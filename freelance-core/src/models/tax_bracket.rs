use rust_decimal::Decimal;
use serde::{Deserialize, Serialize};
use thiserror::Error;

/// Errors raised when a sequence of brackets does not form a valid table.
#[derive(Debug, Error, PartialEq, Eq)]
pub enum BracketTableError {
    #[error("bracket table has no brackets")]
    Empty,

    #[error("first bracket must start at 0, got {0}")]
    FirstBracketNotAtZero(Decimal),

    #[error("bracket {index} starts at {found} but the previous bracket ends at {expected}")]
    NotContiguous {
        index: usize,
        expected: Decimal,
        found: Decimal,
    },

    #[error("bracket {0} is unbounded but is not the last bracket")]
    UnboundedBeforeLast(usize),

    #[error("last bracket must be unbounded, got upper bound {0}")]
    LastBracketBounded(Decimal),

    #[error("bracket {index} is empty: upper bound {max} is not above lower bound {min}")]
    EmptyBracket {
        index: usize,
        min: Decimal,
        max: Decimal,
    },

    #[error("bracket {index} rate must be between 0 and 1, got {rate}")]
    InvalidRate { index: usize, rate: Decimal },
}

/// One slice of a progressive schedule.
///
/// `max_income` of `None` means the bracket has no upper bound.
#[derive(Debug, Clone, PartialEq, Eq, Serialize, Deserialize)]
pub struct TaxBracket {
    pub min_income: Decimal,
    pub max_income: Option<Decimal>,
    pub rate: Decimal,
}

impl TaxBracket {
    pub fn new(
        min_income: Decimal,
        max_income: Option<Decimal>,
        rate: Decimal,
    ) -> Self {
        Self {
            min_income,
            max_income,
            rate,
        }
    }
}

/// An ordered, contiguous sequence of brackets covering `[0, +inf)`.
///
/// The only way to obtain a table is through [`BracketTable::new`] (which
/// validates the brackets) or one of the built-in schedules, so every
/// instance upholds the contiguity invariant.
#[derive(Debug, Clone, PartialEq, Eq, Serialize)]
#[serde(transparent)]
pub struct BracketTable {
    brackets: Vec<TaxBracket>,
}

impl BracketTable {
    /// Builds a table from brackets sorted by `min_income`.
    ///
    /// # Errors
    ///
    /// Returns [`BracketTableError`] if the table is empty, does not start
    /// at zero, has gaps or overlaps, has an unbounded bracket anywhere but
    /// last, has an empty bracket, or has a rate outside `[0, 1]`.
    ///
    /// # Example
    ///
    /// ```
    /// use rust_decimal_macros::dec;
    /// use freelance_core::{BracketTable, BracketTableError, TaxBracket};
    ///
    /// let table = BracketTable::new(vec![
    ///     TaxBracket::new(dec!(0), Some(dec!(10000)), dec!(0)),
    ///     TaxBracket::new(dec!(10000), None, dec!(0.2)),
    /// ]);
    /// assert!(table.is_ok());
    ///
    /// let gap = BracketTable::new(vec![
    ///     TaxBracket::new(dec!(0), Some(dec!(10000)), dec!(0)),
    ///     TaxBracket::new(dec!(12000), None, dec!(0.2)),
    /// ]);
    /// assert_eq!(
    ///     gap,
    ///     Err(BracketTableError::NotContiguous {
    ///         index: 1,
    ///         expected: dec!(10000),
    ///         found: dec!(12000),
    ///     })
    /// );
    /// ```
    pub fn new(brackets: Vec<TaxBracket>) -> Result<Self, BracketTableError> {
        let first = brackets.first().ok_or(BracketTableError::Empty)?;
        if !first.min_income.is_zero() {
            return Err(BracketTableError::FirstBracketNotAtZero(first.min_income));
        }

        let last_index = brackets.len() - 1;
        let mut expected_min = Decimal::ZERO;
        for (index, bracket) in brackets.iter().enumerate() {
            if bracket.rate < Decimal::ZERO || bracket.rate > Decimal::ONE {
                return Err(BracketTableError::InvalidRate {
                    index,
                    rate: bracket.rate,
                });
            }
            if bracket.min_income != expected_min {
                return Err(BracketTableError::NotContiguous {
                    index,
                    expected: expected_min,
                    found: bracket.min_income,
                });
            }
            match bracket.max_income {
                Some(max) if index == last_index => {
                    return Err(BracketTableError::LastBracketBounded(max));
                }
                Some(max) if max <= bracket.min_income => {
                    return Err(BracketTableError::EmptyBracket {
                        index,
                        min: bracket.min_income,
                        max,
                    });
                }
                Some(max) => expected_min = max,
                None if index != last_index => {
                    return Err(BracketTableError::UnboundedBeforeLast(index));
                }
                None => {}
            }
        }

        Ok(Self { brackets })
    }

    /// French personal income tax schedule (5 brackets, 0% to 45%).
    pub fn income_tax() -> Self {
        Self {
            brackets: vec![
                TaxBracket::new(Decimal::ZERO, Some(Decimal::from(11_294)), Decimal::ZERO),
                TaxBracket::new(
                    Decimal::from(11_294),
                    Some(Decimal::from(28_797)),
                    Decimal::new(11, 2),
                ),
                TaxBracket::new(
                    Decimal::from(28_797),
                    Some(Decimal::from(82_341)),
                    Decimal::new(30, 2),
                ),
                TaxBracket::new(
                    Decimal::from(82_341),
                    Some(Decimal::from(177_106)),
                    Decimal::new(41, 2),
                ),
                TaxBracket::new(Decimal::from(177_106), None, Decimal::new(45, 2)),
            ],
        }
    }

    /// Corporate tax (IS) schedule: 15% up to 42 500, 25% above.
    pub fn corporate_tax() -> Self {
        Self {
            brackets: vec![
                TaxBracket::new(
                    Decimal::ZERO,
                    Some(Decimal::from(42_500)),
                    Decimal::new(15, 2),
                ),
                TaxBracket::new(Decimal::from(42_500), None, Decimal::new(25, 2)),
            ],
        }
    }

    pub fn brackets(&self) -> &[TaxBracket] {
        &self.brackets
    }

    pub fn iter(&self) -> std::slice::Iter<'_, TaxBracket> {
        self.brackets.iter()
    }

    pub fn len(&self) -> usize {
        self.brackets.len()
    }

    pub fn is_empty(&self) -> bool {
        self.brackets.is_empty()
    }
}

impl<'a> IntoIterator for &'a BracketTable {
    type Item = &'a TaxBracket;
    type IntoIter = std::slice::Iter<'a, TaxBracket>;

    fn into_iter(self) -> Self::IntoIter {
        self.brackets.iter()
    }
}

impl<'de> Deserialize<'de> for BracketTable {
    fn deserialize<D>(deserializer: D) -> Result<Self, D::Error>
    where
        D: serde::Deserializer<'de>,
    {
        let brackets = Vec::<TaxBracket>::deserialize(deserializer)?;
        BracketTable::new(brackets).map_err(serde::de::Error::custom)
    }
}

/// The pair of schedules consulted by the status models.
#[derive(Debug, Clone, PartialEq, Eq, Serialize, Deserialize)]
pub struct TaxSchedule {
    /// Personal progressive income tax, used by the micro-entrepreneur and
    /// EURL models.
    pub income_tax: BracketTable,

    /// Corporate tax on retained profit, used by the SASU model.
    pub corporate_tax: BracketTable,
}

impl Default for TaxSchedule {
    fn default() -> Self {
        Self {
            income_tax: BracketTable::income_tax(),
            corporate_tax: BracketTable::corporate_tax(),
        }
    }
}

########################################

▸ **Exercise**:
Search the material for the word "derive" and copy every matching line.

▸ **Solution to this problem**:
#[derive(Debug, Error, PartialEq, Eq)]
#[derive(Debug, Clone, PartialEq, Eq, Serialize, Deserialize)]
#[derive(Debug, Clone, PartialEq, Eq, Serialize)]
#[derive(Debug, Clone, PartialEq, Eq, Serialize, Deserialize)]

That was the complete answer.